Sunshine Heart, a global medical device company focused on developing technologies to address heart failure, recently announced a significant update to the company’s next-generation, completely implantable version of flagship C-Pulse® technology, noting that it will start a first-in-human project utilizing the new transcutaneous energy transmission (TET) system and a new smaller implantable pump in the third quarter of 2016. The company believes that these new initiatives will lead to improved heart failure prevention in patients outfitted with the technology.
The study will begin enrolling patients at hospitals outside the United States and will be focused on patients who suffer from advanced Class III/IV heart failure, which is very similar to the patient population of Sunshine Heart’s current ongoing COUNTER HF™ Study. The safety, feasibility of implant, and short term durability will be the main endpoints evaluated in the study. Both efficacy and performance data will be gathered to assess patient quality of life, absence of heart failure symptoms and other standard heart failure measures such as the ability to bridge to other therapies.

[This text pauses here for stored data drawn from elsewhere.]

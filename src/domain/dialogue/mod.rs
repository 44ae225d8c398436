//! Dialogue definition module.
//!
//! The scripted follow-up call: metadata, greeting template, ordered
//! questions grouped into sections, wrap-up and emergency content.
//! Loaded once, read-only afterwards, safe to share across sessions.

mod definition;
mod loader;
mod validation;

pub use definition::{
    DialogueDefinition, DialogueMeta, GreetingTemplate, Question, QuestionKind, CONSENT_KEY,
};
pub use loader::{DefinitionError, DialogueLoader};
pub use validation::{StructuralWarning, GREETING_VARIABLES, REQUIRED_SECTIONS};
//! Configuration error types

use thiserror::Error;

/// Errors that can occur during configuration loading
#[derive(Debug, Error)]
pub enum ConfigError {
    #[error("Configuration loading failed: {0}")]
    LoadError(#[from] config::ConfigError),

    #[error("Validation failed: {0}")]
    ValidationFailed(#[from] ValidationError),
}

/// Errors that can occur during configuration validation
#[derive(Debug, Error, PartialEq, Eq)]
pub enum ValidationError {
    #[error("Required configuration missing: {0}")]
    MissingRequired(&'static str),

    #[error("Generator timeout must be between 1 and 300 seconds")]
    InvalidTimeout,

    #[error("Maximum session duration must be at least one minute")]
    InvalidMaxDuration,

    #[error("Emergency keyword list contains a blank entry")]
    BlankEmergencyKeyword,

    #[error("Unknown log level '{0}'")]
    UnknownLogLevel(String),
}
//! Console host for the stroke follow-up navigator.
//!
//! `validate` checks a dialogue script; `run` drives an interactive call on
//! stdin/stdout and prints the session summary when it ends. Logs go to
//! stderr so they never mix with the conversation.

use std::path::PathBuf;
use std::process::ExitCode;
use std::sync::Arc;

use clap::{Parser, Subcommand, ValueEnum};
use tokio::io::{AsyncBufReadExt, BufReader};
use tracing_subscriber::{layer::SubscriberExt, util::SubscriberInitExt, EnvFilter};

use stroke_navigator::adapters::{JsonFileSummarySink, OllamaConfig, OllamaTextGenerator};
use stroke_navigator::application::{ConversationFlow, FlowSettings};
use stroke_navigator::config::{AppConfig, ConfigError, LoggingConfig};
use stroke_navigator::domain::conversation::ExportError;
use stroke_navigator::domain::dialogue::{DefinitionError, DialogueLoader};
use stroke_navigator::ports::{GenerationError, SinkError};

#[derive(Parser, Debug)]
#[command(name = "stroke-navigator", version)]
#[command(about = "Scripted post-discharge stroke follow-up calls")]
struct Cli {
    /// YAML configuration file
    #[arg(long, global = true, env = "STROKE_NAVIGATOR_CONFIG")]
    config: Option<PathBuf>,

    /// Dialogue script, overriding the configured one
    #[arg(long, global = true)]
    dialogue: Option<PathBuf>,

    #[command(subcommand)]
    command: Command,
}

#[derive(Subcommand, Debug)]
enum Command {
    /// Load a dialogue script and report structural issues
    Validate,

    /// Run an interactive follow-up call
    Run {
        /// Patient name used in the greeting
        #[arg(long)]
        patient: String,

        #[arg(long, default_value = "Mr.")]
        honorific: String,

        /// Defaults to the configured or scripted organization
        #[arg(long, default_value = "")]
        organization: String,

        /// Defaults to the configured or scripted site
        #[arg(long, default_value = "")]
        site: String,

        /// Summary format printed when the call ends
        #[arg(long, value_enum, default_value_t = ExportFormat::Json)]
        format: ExportFormat,

        /// Also write the summary as JSON into this directory
        #[arg(long)]
        archive_dir: Option<PathBuf>,
    },
}

#[derive(Clone, Copy, Debug, ValueEnum)]
enum ExportFormat {
    Json,
    Csv,
}

#[derive(Debug, thiserror::Error)]
enum CliError {
    #[error(transparent)]
    Config(#[from] ConfigError),

    #[error(transparent)]
    Definition(#[from] DefinitionError),

    #[error(transparent)]
    Export(#[from] ExportError),

    #[error(transparent)]
    Archive(#[from] SinkError),

    #[error("Text generator could not be set up: {0}")]
    Generator(#[from] GenerationError),

    #[error("Failed to read input: {0}")]
    Input(#[from] std::io::Error),

    #[error("Dialogue script has {0} structural issue(s)")]
    StructuralIssues(usize),
}

#[tokio::main]
async fn main() -> ExitCode {
    let cli = Cli::parse();

    let config = match load_config(&cli) {
        Ok(config) => config,
        Err(err) => {
            eprintln!("error: {}", err);
            return ExitCode::FAILURE;
        }
    };
    init_tracing(&config.logging);
    tracing::info!(
        name = %config.bot.name,
        version = %config.bot.version,
        "Stroke navigator starting"
    );

    match execute(cli, config).await {
        Ok(()) => ExitCode::SUCCESS,
        Err(err) => {
            tracing::error!(error = %err, "stroke-navigator failed");
            eprintln!("error: {}", err);
            ExitCode::FAILURE
        }
    }
}

fn load_config(cli: &Cli) -> Result<AppConfig, ConfigError> {
    let mut config = AppConfig::load_from(cli.config.as_deref())?;
    if let Some(path) = &cli.dialogue {
        config.conversation.dialogue_path = path.clone();
    }
    config.validate()?;
    Ok(config)
}

fn init_tracing(logging: &LoggingConfig) {
    let filter = EnvFilter::try_from_default_env()
        .unwrap_or_else(|_| EnvFilter::new(logging.filter_directive()));
    let registry = tracing_subscriber::registry().with(filter);

    if logging.json {
        registry
            .with(tracing_subscriber::fmt::layer().json().with_writer(std::io::stderr))
            .init();
    } else {
        registry
            .with(tracing_subscriber::fmt::layer().with_writer(std::io::stderr))
            .init();
    }
}

async fn execute(cli: Cli, config: AppConfig) -> Result<(), CliError> {
    let definition = DialogueLoader::load_file(&config.conversation.dialogue_path)?;

    match cli.command {
        Command::Validate => {
            let issues = definition.validation_issues();
            println!(
                "{}: {} sections, {} questions",
                config.conversation.dialogue_path.display(),
                definition.sections().len(),
                definition.questions().len()
            );
            for issue in &issues {
                println!("  - {}", issue);
            }
            if issues.is_empty() {
                println!("No structural issues found.");
                Ok(())
            } else {
                Err(CliError::StructuralIssues(issues.len()))
            }
        }
        Command::Run {
            patient,
            honorific,
            organization,
            site,
            format,
            archive_dir,
        } => {
            let organization = first_non_blank(&organization, &config.bot.organization);
            let site = first_non_blank(&site, &config.bot.site);

            let mut flow = ConversationFlow::new(Arc::new(definition), FlowSettings::from(&config));
            if config.generator.enabled {
                let generator = OllamaTextGenerator::new(OllamaConfig::from(&config.generator))?;
                tracing::info!(
                    endpoint = %generator.config().endpoint,
                    model = %generator.config().model,
                    "Routing prompts through text generator"
                );
                flow = flow.with_generator(Arc::new(generator));
            }
            if let Some(dir) = archive_dir {
                flow = flow.with_sink(Arc::new(JsonFileSummarySink::new(dir)));
            }

            println!("{}\n", flow.begin(&patient, &honorific, organization, site).await);
            converse(&mut flow).await?;

            let summary = flow.export_summary();
            let rendered = match format {
                ExportFormat::Json => summary.to_json()?,
                ExportFormat::Csv => summary.to_csv()?,
            };
            println!("{}", rendered);

            if flow.status().over_time_limit {
                tracing::warn!(
                    duration_secs = summary.duration_secs,
                    "Call ran past the configured duration limit"
                );
            }
            match flow.archive().await {
                Ok(_) | Err(SinkError::NotConfigured) => Ok(()),
                Err(err) => Err(err.into()),
            }
        }
    }
}

/// Reads patient lines until the call ends, stdin closes, or `/quit`.
async fn converse(flow: &mut ConversationFlow) -> Result<(), CliError> {
    let mut lines = BufReader::new(tokio::io::stdin()).lines();

    while flow.status().is_active {
        let Some(line) = lines.next_line().await? else {
            break;
        };
        match line.trim() {
            "" => continue,
            "/quit" => break,
            "/status" => {
                let status = flow.status();
                println!(
                    "[{} | answers: {} | {}s]\n",
                    status.state, status.responses_count, status.duration_secs
                );
            }
            message => println!("{}\n", flow.submit(message).await),
        }
    }
    Ok(())
}

fn first_non_blank<'a>(preferred: &'a str, fallback: &'a str) -> &'a str {
    if preferred.trim().is_empty() {
        fallback
    } else {
        preferred
    }
}
//! Conversation configuration

use serde::Deserialize;
use std::path::PathBuf;
use std::time::Duration;

use super::error::ValidationError;

/// Dialogue script location and per-session limits
#[derive(Debug, Clone, Deserialize, PartialEq, Eq)]
pub struct ConversationConfig {
    /// Path to the dialogue YAML
    #[serde(default = "default_dialogue_path")]
    pub dialogue_path: PathBuf,

    /// Extra emergency terms appended to the built-in list
    #[serde(default)]
    pub emergency_keywords: Vec<String>,

    /// Sessions longer than this are flagged in status
    #[serde(default = "default_max_duration")]
    pub max_duration_minutes: u64,
}

impl ConversationConfig {
    pub fn max_duration(&self) -> Duration {
        Duration::from_secs(self.max_duration_minutes * 60)
    }

    pub fn validate(&self) -> Result<(), ValidationError> {
        if self.dialogue_path.as_os_str().is_empty() {
            return Err(ValidationError::MissingRequired("conversation.dialogue_path"));
        }
        if self.max_duration_minutes == 0 {
            return Err(ValidationError::InvalidMaxDuration);
        }
        if self.emergency_keywords.iter().any(|k| k.trim().is_empty()) {
            return Err(ValidationError::BlankEmergencyKeyword);
        }
        Ok(())
    }
}

impl Default for ConversationConfig {
    fn default() -> Self {
        Self {
            dialogue_path: default_dialogue_path(),
            emergency_keywords: Vec::new(),
            max_duration_minutes: default_max_duration(),
        }
    }
}

fn default_dialogue_path() -> PathBuf {
    PathBuf::from("dialogues/stroke_followup.yml")
}

fn default_max_duration() -> u64 {
    30
}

William Cohn from the Texas Heart Institute, a researcher highly committed to the advancement of Sunshine Heart’s new program, will lead the study, commenting: “the development of a completely implantable circulatory assist device that obviates the need for a driveline will be an important milestone in the evolution of heart failure therapies. The system will also be non-blood contacting and non-obligatory and may prove to be a real game changer for patients with intermediate stage heart failure.”
The company’s fully implantable system could eliminate the need to manage a driveline, which can lead to the risk of site infections. The system could substantially improve the quality of life of patients at risk for heart failure and, as the company believes, increase market access to responding to the medical needs of all Class III HF patients, just like CRM and neuromodulation devices. Furthermore, the unique ability for Sunshine Heart to deliver chronic counter pulsation therapy and increase coronary blood flow through the C-Pulse® technology may offer a new market opportunity to treat angina and ischemic heart disease, where mortality and morbidity remain high in heart failure populations with reduced and preserved ejection fraction.
The benefits of counter pulsation and C-pulse on the pulmonary circulation and the high prevalence of pulmonary hypertension in the latter population might also provide for a therapeutic opportunity with a fully implantable system as well.